Aku lagi buka-buka draft lama di laptop, dan aku menemukan cerita singkat, not to call it cerpen karena ya gitu doang, dan wow aku blushing bacanya 😂 Membaca cerita orang yang sedang jatuh cinta memang beda ya 😂
***
Dia datang begitu saja dan ingin pergi begitu saja, tanpa tahu betapa sulit menghapus bayangannya di setiap sudut kampus. (Baca selengkapnya di sini)
***
Empat tahun kemudian…
Kampus masih tampak sama sekilas. Pohon-pohon
masih tegak di tanah tempatnya menyerap nutrisi, gedung-gedung masih kokoh dan
tampan dari kejauhan. Lorong-lorong, yang kata orang seperti lorong rumah
sakit, masih sama misteriusnya. Semua masih sama kecuali dua hal, pertama bahwa
aku bukan lagi mahasiswa dan kedua adalah bahwa orang-orang berseragam putih
biru yang kutemui kini asing. Aku masih dikenal, disapa banyak orang, walaupun
dengan sapaan ‘kak’ bukan lagi namaku seperti dulu. Aku tak lagi menemui
sebayaku, orang-orang yang bisa dengan bebas kuteriaki dari jarak belasan
meter. Aku tak bisa sebebas dulu berjalan berjingkat-jingkat sambil sesekali
melompat mencoba meraih kayu-kayu di atap lorong kampus. Saat ini ada predikat
yang harus kujaga. Aku adalah dosen muda yang baru diangkat di kampus tempatku
mendapatkan gelar sarjana.
Jumat, 23
Desember 2017. Matahari Bandung bersinar terik, menyengat setiap penghuni
Bandung pinggiran yang sering disebut Bandung coret. Dayeuhkolot tak
terkecuali. Siang ini aku berjalan melewati lapangan futsal. Senyap. Hanya ada
beberapa rompi seragam dijemur, didiamkan begitu saja di lantai lapangan yang
memantulkan panas terik.
Mataku
menoleh ke satu sudut lapangan yang begitu familiar. Ada sesosok bayangan
disana, tengah duduk memegang botol minum, menoleh dan tersenyum. Ia mengerjap,
bayangan itu hilang dalam kedipan mata. Ini bukan kali pertama. Dulu aku percaya
bayangan seperti ini adalah hantu, tapi belakangan aku sadar ini rindu.
Aku terus
berjalan, berharap apa yang baru saja kulihat adalah nyata.
Berjalan
menyusur lorong sendirian melemparkan ingatanku pada empat tahun lalu.

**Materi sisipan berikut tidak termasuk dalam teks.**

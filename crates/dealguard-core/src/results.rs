use chrono::Local;
use serde::{Deserialize, Serialize};

#[derive(Debug, Clone, Copy, PartialEq, Eq, Serialize, Deserialize)]
#[serde(rename_all = "lowercase")]
pub enum Severity {
    Error,
    Warning,
}

#[derive(Debug, Clone, Copy, PartialEq, Eq, Serialize, Deserialize)]
pub enum Category {
    DataQuality,
    BusinessLogic,
}

#[derive(Debug, Clone, Copy, PartialEq, Eq, Serialize, Deserialize)]
#[serde(rename_all = "UPPERCASE")]
pub enum OverallStatus {
    Pass,
    Fail,
}

#[derive(Debug, Clone, Default, PartialEq, Eq, Serialize, Deserialize)]
#[serde(rename_all = "camelCase")]
pub struct Summary {
    pub error_count: usize,
    pub warning_count: usize,
    pub info_count: usize,
}

/// Outcome of one validation rule.
#[derive(Debug, Clone, PartialEq, Serialize, Deserialize)]
#[serde(rename_all = "camelCase")]
pub struct RuleResult {
    #[serde(rename = "ruleID")]
    pub rule_id: String,
    pub rule_name: String,
    pub category: Category,
    pub severity: Severity,
    pub passed: bool,
    pub rows_checked: usize,
    pub rows_passed: usize,
    pub rows_failed: usize,
    pub rows_warning: usize,
    pub message: String,
}

impl RuleResult {
    pub fn new(
        rule_id: &str,
        rule_name: &str,
        category: Category,
        severity: Severity,
        check: CheckOutcome,
    ) -> Self {
        Self {
            rule_id: rule_id.to_string(),
            rule_name: rule_name.to_string(),
            category,
            severity,
            passed: check.passed,
            rows_checked: check.rows_checked,
            rows_passed: check.rows_passed,
            rows_failed: check.rows_failed,
            rows_warning: if check.passed { 0 } else { check.rows_failed },
            message: check.message,
        }
    }

    /// A rule whose check itself errored. Always error severity.
    pub fn errored(rule_id: &str, rule_name: &str, category: Category, error: String) -> Self {
        Self {
            rule_id: rule_id.to_string(),
            rule_name: rule_name.to_string(),
            category,
            severity: Severity::Error,
            passed: false,
            rows_checked: 0,
            rows_passed: 0,
            rows_failed: 0,
            rows_warning: 0,
            message: format!("Validation error: {}", error),
        }
    }
}

/// What a validation check found, before the rule metadata is attached.
#[derive(Debug, Clone, PartialEq)]
pub struct CheckOutcome {
    pub passed: bool,
    pub message: String,
    pub rows_checked: usize,
    pub rows_passed: usize,
    pub rows_failed: usize,
}

impl CheckOutcome {
    pub fn pass(message: impl Into<String>, rows_checked: usize) -> Self {
        Self {
            passed: true,
            message: message.into(),
            rows_checked,
            rows_passed: rows_checked,
            rows_failed: 0,
        }
    }

    pub fn fail(message: impl Into<String>, rows_checked: usize, rows_failed: usize) -> Self {
        Self {
            passed: false,
            message: message.into(),
            rows_checked,
            rows_passed: rows_checked.saturating_sub(rows_failed),
            rows_failed,
        }
    }
}

/// Structured outcome of one validation run.
#[derive(Debug, Clone, Serialize, Deserialize)]
#[serde(rename_all = "camelCase")]
pub struct ValidationReport {
    pub timestamp: String,
    pub input_file: String,
    pub schema_file: String,
    pub row_count: usize,
    pub overall_status: OverallStatus,
    pub summary: Summary,
    pub rules: Vec<RuleResult>,
    pub fix_instructions: Vec<String>,
}

impl ValidationReport {
    pub fn new(row_count: usize) -> Self {
        Self {
            timestamp: Local::now().format("%Y-%m-%dT%H:%M:%S%.6f").to_string(),
            input_file: String::new(),
            schema_file: String::new(),
            row_count,
            overall_status: OverallStatus::Pass,
            summary: Summary::default(),
            rules: Vec::new(),
            fix_instructions: Vec::new(),
        }
    }

    pub fn with_files(mut self, input_file: String, schema_file: String) -> Self {
        self.input_file = input_file;
        self.schema_file = schema_file;
        self
    }

    /// Append a rule result and update the summary and overall status.
    pub fn record(&mut self, result: RuleResult) {
        if !result.passed {
            match result.severity {
                Severity::Error => {
                    self.summary.error_count += 1;
                    self.overall_status = OverallStatus::Fail;
                    self.fix_instructions
                        .push(format!("Fix {}: {}", result.rule_name, result.message));
                }
                Severity::Warning => self.summary.warning_count += 1,
            }
        }
        self.rules.push(result);
    }

    pub fn is_passed(&self) -> bool {
        self.overall_status == OverallStatus::Pass
    }
}

#[cfg(test)]
mod tests {
    use super::*;

    fn rule(severity: Severity, passed: bool) -> RuleResult {
        let check = if passed {
            CheckOutcome::pass("ok", 10)
        } else {
            CheckOutcome::fail("bad", 10, 4)
        };
        RuleResult::new("VAL-X", "Check", Category::DataQuality, severity, check)
    }

    #[test]
    fn test_warning_never_fails_report() {
        let mut report = ValidationReport::new(10);
        report.record(rule(Severity::Warning, false));
        assert!(report.is_passed());
        assert_eq!(report.summary.warning_count, 1);
        assert!(report.fix_instructions.is_empty());
    }

    #[test]
    fn test_error_fails_report() {
        let mut report = ValidationReport::new(10);
        report.record(rule(Severity::Error, true));
        assert!(report.is_passed());
        report.record(rule(Severity::Error, false));
        assert_eq!(report.overall_status, OverallStatus::Fail);
        assert_eq!(report.summary.error_count, 1);
        assert_eq!(report.fix_instructions, vec!["Fix Check: bad".to_string()]);
    }

    #[test]
    fn test_rows_warning_and_json_keys() {
        let failed = rule(Severity::Warning, false);
        assert_eq!(failed.rows_passed, 6);
        assert_eq!(failed.rows_warning, 4);

        let mut report = ValidationReport::new(10);
        report.record(failed);
        let json = serde_json::to_value(&report).unwrap();
        assert_eq!(json["overallStatus"], "PASS");
        assert_eq!(json["summary"]["warningCount"], 1);
        assert_eq!(json["rules"][0]["ruleID"], "VAL-X");
        assert_eq!(json["rules"][0]["category"], "DataQuality");
        assert_eq!(json["rules"][0]["severity"], "warning");
        assert_eq!(json["rules"][0]["rowsWarning"], 4);
    }

    #[test]
    fn test_errored_rule_message() {
        let result = RuleResult::errored("VAL-002", "Data Type Validation", Category::DataQuality, "boom".into());
        assert_eq!(result.message, "Validation error: boom");
        assert_eq!(result.severity, Severity::Error);
        assert!(!result.passed);
    }
}
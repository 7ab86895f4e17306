pub mod formatters;
pub mod utils;

use dealguard_core::{analytics::AnalyticsOutcome, AuditRecord, ValidationReport};
pub use formatters::{json::JsonFormatter, stdout::StdOutFormatter};

/// Receives pipeline progress and results. Output is advisory: the written
/// audit and report documents stay the source of truth.
pub trait Reporter {
    fn on_start(&self, command: &str);
    fn on_loading(&self, path: &str);
    fn on_cleaning_result(&mut self, audit: &AuditRecord);
    fn on_validation_result(&mut self, report: &ValidationReport);
    fn on_analytics_result(&mut self, outcome: &AnalyticsOutcome);
    fn on_artifact(&mut self, label: &str, path: &str);
    fn on_complete(&self, passed: bool);
}
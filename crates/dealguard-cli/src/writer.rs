use std::{
    fs,
    path::{Path, PathBuf},
};

use anyhow::{Context, Result};

use crate::errors::CliError;

/// Timestamp used in default artifact and run-directory names.
pub fn timestamp() -> String {
    chrono::Local::now().format("%Y%m%d-%H%M%S").to_string()
}

/// Resolve an output path. Directories (existing, or ending in a separator)
/// get `<prefix>_<timestamp>.<extension>` appended; anything else is a file
/// path whose parent is created when missing.
pub fn resolve_file_path(
    path: &Option<String>,
    prefix: &str,
    extension: &str,
    timestamp: &str,
) -> Result<PathBuf> {
    let base_path = path.as_deref().unwrap_or(".");
    let path = Path::new(base_path);
    let filename = format!("{}_{}.{}", prefix, timestamp, extension);

    let output_path = if path.exists() {
        if path.is_dir() {
            path.join(&filename)
        } else {
            path.to_path_buf()
        }
    } else if base_path.ends_with('/') || base_path.ends_with('\\') {
        fs::create_dir_all(path)
            .with_context(|| format!("Failed to create directory: {}", path.display()))?;
        path.join(filename)
    } else {
        if let Some(parent) = path.parent() {
            if !parent.as_os_str().is_empty() && !parent.exists() {
                fs::create_dir_all(parent)
                    .with_context(|| format!("Failed to create directory: {}", path.display()))?;
            }
        }
        path.to_path_buf()
    };
    Ok(output_path)
}

/// Create `<out_dir>/run_<timestamp>`. An existing run directory is an error
/// so that two runs never share output.
pub fn create_run_dir(out_dir: &Option<String>, timestamp: &str) -> Result<PathBuf> {
    let parent = Path::new(out_dir.as_deref().unwrap_or("."));
    if parent.is_file() {
        return Err(CliError::NotADirectory {
            path: parent.display().to_string(),
        }
        .into());
    }
    let run_dir = parent.join(format!("run_{}", timestamp));
    if run_dir.exists() {
        return Err(CliError::RunDirectoryExists {
            path: run_dir.display().to_string(),
        }
        .into());
    }
    fs::create_dir_all(&run_dir)
        .with_context(|| format!("Failed to create directory: {}", run_dir.display()))?;
    Ok(run_dir)
}

#[cfg(test)]
mod tests {
    use super::*;
    use std::fs;
    use tempfile::TempDir;

    const TS: &str = "20251214-153045";

    #[test]
    fn test_resolve_file_path_no_argument_uses_current_dir() {
        let result = resolve_file_path(&None, "validation", "json", TS).unwrap();
        assert_eq!(result.file_name().unwrap(), "validation_20251214-153045.json");
        assert!(result.starts_with("."));
    }

    #[test]
    fn test_resolve_file_path_existing_directory() {
        let temp_dir = TempDir::new().unwrap();
        let path_str = temp_dir.path().to_str().unwrap().to_string();

        let result = resolve_file_path(&Some(path_str), "cleaned", "csv", TS).unwrap();

        assert_eq!(result.file_name().unwrap(), "cleaned_20251214-153045.csv");
        assert!(result.starts_with(temp_dir.path()));
    }

    #[test]
    fn test_resolve_file_path_existing_file() {
        let temp_dir = TempDir::new().unwrap();
        let file_path = temp_dir.path().join("existing.json");
        fs::write(&file_path, "test").unwrap();

        let path_str = file_path.to_str().unwrap().to_string();
        let result = resolve_file_path(&Some(path_str), "audit", "json", TS).unwrap();

        assert_eq!(result, file_path);
    }

    #[test]
    fn test_resolve_file_path_nonexistent_dir_with_trailing_slash() {
        let temp_dir = TempDir::new().unwrap();
        let new_dir = temp_dir.path().join("new_dir/");
        let path_str = new_dir.to_str().unwrap().to_string();

        let result = resolve_file_path(&Some(path_str), "audit", "json", TS).unwrap();

        assert!(new_dir.is_dir());
        assert_eq!(result.file_name().unwrap(), "audit_20251214-153045.json");
    }

    #[test]
    fn test_resolve_file_path_nonexistent_file_creates_parent() {
        let temp_dir = TempDir::new().unwrap();
        let file_path = temp_dir.path().join("subdir/cleaned.csv");
        let path_str = file_path.to_str().unwrap().to_string();

        let result = resolve_file_path(&Some(path_str), "cleaned", "csv", TS).unwrap();

        assert!(file_path.parent().unwrap().exists());
        assert_eq!(result, file_path);
    }

    #[test]
    fn test_create_run_dir_is_unique() {
        let temp_dir = TempDir::new().unwrap();
        let out = Some(temp_dir.path().to_str().unwrap().to_string());

        let run_dir = create_run_dir(&out, TS).unwrap();
        assert!(run_dir.is_dir());
        assert!(run_dir.ends_with("run_20251214-153045"));

        let err = create_run_dir(&out, TS).unwrap_err();
        assert!(err.to_string().contains("already exists"));
    }

    #[test]
    fn test_create_run_dir_rejects_file_parent() {
        let temp_dir = TempDir::new().unwrap();
        let file_path = temp_dir.path().join("not-a-dir");
        fs::write(&file_path, "x").unwrap();

        let err = create_run_dir(&Some(file_path.to_str().unwrap().to_string()), TS).unwrap_err();
        assert!(err.to_string().contains("is a file"));
    }
}
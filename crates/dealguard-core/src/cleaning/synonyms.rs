use std::collections::HashMap;

use once_cell::sync::Lazy;

use crate::utils::text::title_case;

/// Canonical stage value and the lower-case spellings that map to it.
const STAGE_ENTRIES: &[(&str, &[&str])] = &[
    ("Lead", &["new", "initial", "prospecting"]),
    ("Qualified", &["qualified lead", "sql", "mql"]),
    ("Proposal", &["proposed", "quote sent"]),
    ("Negotiation", &["negotiating", "contract review"]),
    ("Closed-Won", &["won", "closed won", "success"]),
    ("Closed-Lost", &["lost", "closed lost", "rejected"]),
    ("On-Hold", &["paused", "deferred", "postponed"]),
];

pub static STAGE_SYNONYMS: Lazy<SynonymTable> = Lazy::new(|| SynonymTable::new(STAGE_ENTRIES));

/// Immutable synonym → canonical lookup with case-insensitive keys.
#[derive(Debug, Clone)]
pub struct SynonymTable {
    lookup: HashMap<String, &'static str>,
    canonical: Vec<&'static str>,
}

impl SynonymTable {
    pub fn new(entries: &[(&'static str, &[&'static str])]) -> Self {
        let mut lookup = HashMap::new();
        for (canonical, synonyms) in entries {
            for synonym in synonyms.iter() {
                lookup.insert(synonym.to_lowercase(), *canonical);
            }
        }
        Self {
            lookup,
            canonical: entries.iter().map(|(canonical, _)| *canonical).collect(),
        }
    }

    /// Canonical spelling for a known synonym.
    pub fn canonical(&self, value: &str) -> Option<&'static str> {
        self.lookup.get(&value.to_lowercase()).copied()
    }

    /// Known synonym → canonical value, anything else title-cased.
    pub fn normalize(&self, value: &str) -> String {
        match self.canonical(value) {
            Some(canonical) => canonical.to_string(),
            None => title_case(&value.to_lowercase()),
        }
    }

    pub fn canonical_values(&self) -> &[&'static str] {
        &self.canonical
    }
}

Orang-orang dengan seragam yang sama tapi dengan cerita yang berbeda. Dari
ribuan mahasiswa kampus ini, yang tiap hari berseragam putih dengan rok atau
celana biru dongker, ada satu orang yang selalu berhasil menangkap mataku. Ada
satu orang yang setiap sapaannya ingin aku rekam untuk diputar berulang. Ada
satu orang yang hanya dengan senyumnya saja rasanya masalah terselesaikan. Satu
orang yang tatapannya saat menyimak cerita seperti memberi solusi.
Ia teringat
kutipan Kahlil Gibran dalam bukunya Almustafa, “Dan selalu saja cinta menyadari
kedalamannya ketika perpisahan tiba.” Ah… Selalu pula, rindu menemukan
pemiliknya ketika jarak menjadi sesuatu yang bisa diukur.
Banyak orang
memilih jujur ketika rindu, aku jelas bukan salah satunya. Cukuplah mengirim
kode-kode yang hanya kupahami sendiri. Menyapanya dalam dialog dengan Tuhanku.
Ia berakhir
di depan gedung tempatnya mengenal laki-laki itu, mahasiswa yang selalu
berhasil menangkap matanya. Rindunya menemukan pemiliknya. Rahmad.